Na semana de 22 a 28 de dezembro houve uma redução aparente na incidência — 14,5 casos por 1.000 assistidos, contra 17,1 casos na semana anterior — mas os especialistas alertam que esse recuo parcial se relaciona principalmente ao chamado “efeito Natal”: menos consultas médicas e suspensão de atividades escolares diminuíram temporariamente as notificações.
As estimativas apontam para cerca de 820 mil novos casos apenas naquele período, elevando o total desde o início da vigilância para aproximadamente 6,7 milhões. Como sempre, as crianças são as mais afetadas: a faixa etária de 0 a 4 anos registrou cerca de 39 casos por 1.000 assistidos, um sinal de alerta para pais e cuidadores.
Para o departamento de Doenças Infecciosas do Instituto Superior de Saúde (ISS), a influenza continua no auge da circulação e a tendência é de manutenção de níveis elevados nas próximas semanas. “O vírus está correndo em intensidade: vemos isso nos consultórios e nas solicitações dos pacientes”, relatam médicos de atenção primária.
Em Florença, por exemplo, há relatos de um número elevado de pessoas afastadas do trabalho por sintomas típicos: febre alta, dores musculares intensas, cansaço profundo e sintomas respiratórios. A vice-presidente da Ordem dos Médicos de Florença, Elisabetta Alti, lembra que não se deve subestimar a doença dizendo “é só uma gripe”: os sintomas podem ser incapacitantes e exigir repouso e cuidados adequados.
O ISS publicou uma série de FAQ para esclarecer dúvidas e combater desinformação. Entre os pontos enfatizados, os especialistas são diretos: antibióticos não tratam gripe nem COVID-19, porque agem apenas contra bactérias. O uso indevido desses medicamentos é inútil contra vírus e contribui para o perigo real da resistência bacteriana, tornando mais difíceis futuras infecções bacterianas.
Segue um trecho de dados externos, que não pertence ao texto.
use crate::{
    BroadcastDispatcher, ConnectionRegistry, Metrics, Result as WsErrorResult, SessionHandle,
    ShutdownGuard, WsError, WsTransport,
};

use chat_core::ChatMessage;

use std::panic::Location;
use std::sync::Arc;

use axum::extract::ws::{Message, WebSocket};
use error_location::ErrorLocation;
use futures::{SinkExt, StreamExt};
use log::{debug, info, warn};
use tokio::sync::mpsc;

/// One admitted participant of the general chat
pub struct ChatSession {
    pub handle: SessionHandle,
    pub display_name: String,
    pub transport: Arc<WsTransport>,
    pub registry: ConnectionRegistry,
    pub dispatcher: BroadcastDispatcher,
    pub metrics: Metrics,
}

impl ChatSession {
    /// Run the session until the client leaves, the dispatcher drops it, or
    /// the server shuts down. The session is removed from the registry on
    /// every exit path.
    pub async fn run(
        self,
        socket: WebSocket,
        mut outgoing: mpsc::Receiver<Message>,
        mut shutdown_guard: ShutdownGuard,
    ) -> WsErrorResult<()> {
        info!("Session {} established as '{}'", self.handle, self.display_name);

        let (mut ws_sender, mut ws_receiver) = socket.split();

        let welcome = serde_json::to_string(&ChatMessage::from_server(format!(
            "Welcome, you are {}",
            self.display_name
        )))?;

        // Sole writer to the socket; the welcome goes out before any queued broadcast
        let send_task = tokio::spawn(async move {
            if ws_sender.send(Message::Text(welcome.into())).await.is_err() {
                return;
            }
            while let Some(frame) = outgoing.recv().await {
                let is_close = matches!(frame, Message::Close(_));
                if ws_sender.send(frame).await.is_err() || is_close {
                    break;
                }
            }
        });

        let result = loop {
            tokio::select! {
                frame = ws_receiver.next() => match frame {
                    Some(Ok(Message::Text(text))) => {
                        if let Err(e) = self.handle_text(text.as_str()).await {
                            warn!("Ending session {}: {e}", self.handle);
                            self.metrics.error_occurred(e.error_code());
                            break Err(e);
                        }
                    }
                    Some(Ok(Message::Close(_))) | None => {
                        info!("Session {} closed by client", self.handle);
                        break Ok(());
                    }
                    Some(Ok(_)) => {
                        // binary, ping and pong carry no chat traffic
                    }
                    Some(Err(e)) => {
                        break Err(WsError::ConnectionClosed {
                            reason: format!("WebSocket error: {e}"),
                            location: ErrorLocation::from(Location::caller()),
                        });
                    }
                },
                _ = self.transport.closed() => {
                    info!("Session {} dropped after failed delivery", self.handle);
                    break Ok(());
                }
                _ = shutdown_guard.wait() => {
                    info!("Shutting down session {} gracefully", self.handle);
                    break Ok(());
                }
            }
        };

        self.registry.remove(self.handle).await;
        self.metrics
            .connection_closed(if result.is_ok() { "normal" } else { "error" });

        // Last sender gone ends the send task
        drop(self.transport);
        let _ = send_task.await;

        info!("Session {} closed", self.handle);

        result
    }

    async fn handle_text(&self, text: &str) -> WsErrorResult<()> {
        let message: ChatMessage =
            serde_json::from_str(text).map_err(|e| WsError::InvalidMessage {
                message: format!("not a chat envelope: {e}"),
                location: ErrorLocation::from(Location::caller()),
            })?;

        self.metrics.message_received();
        let message = message.with_default_sender(&self.display_name);
        debug!("Session {} publishing {} bytes", self.handle, message.text.len());

        self.dispatcher.publish(message).await
    }
}
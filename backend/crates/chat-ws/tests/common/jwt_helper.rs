#![allow(dead_code)]

use std::time::{SystemTime, UNIX_EPOCH};

use jsonwebtoken::{EncodingKey, Header, encode};
use serde::Serialize;

#[derive(Debug, Serialize)]
struct TestClaims {
    uid: i64,
    exp: u64,
}

fn now_secs() -> u64 {
    SystemTime::now()
        .duration_since(UNIX_EPOCH)
        .expect("Time went backwards")
        .as_secs()
}

/// Create a valid token for `uid`, expiring in one hour
pub fn create_test_token(uid: i64, jwt_secret: &[u8]) -> String {
    encode(
        &Header::default(),
        &TestClaims {
            uid,
            exp: now_secs() + 3600,
        },
        &EncodingKey::from_secret(jwt_secret),
    )
    .expect("Failed to encode JWT")
}

/// Create a token that expired an hour ago
pub fn create_expired_token(uid: i64, jwt_secret: &[u8]) -> String {
    encode(
        &Header::default(),
        &TestClaims {
            uid,
            exp: now_secs() - 3600,
        },
        &EncodingKey::from_secret(jwt_secret),
    )
    .expect("Failed to encode JWT")
}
Além da vacinação — sempre recomendada para grupos de risco e fortemente indicada para reduzir casos graves — há atitudes cotidianas que ajudam a frear a disseminação: lavar as mãos com frequência e secá-las corretamente, manter uma boa higiene respiratória (tossir ou espirrar em um lenço descartável ou no antebraço), ficar em casa ao primeiro sinal de sintomas respiratórios febris e evitar contatos próximos até clarificar o quadro clínico.
Na nossa rotina italiana, onde a cidade respira em ritmos sazonais, essas medidas são como cuidar do solo antes da semeadura: pequenas ações preservam a colheita da saúde coletiva. Ao observarmos os sinais do corpo — a nossa “estaçã o interior” — agimos não só por nós, mas pela comunidade.
Para famílias, escolas e empresas, o recado é claro: preparar-se agora pode suavizar a próxima onda. Vacinação, isolamento consciente quando necessário e hábitos simples de higiene são as raízes do bem-estar em tempos de vírus em movimento.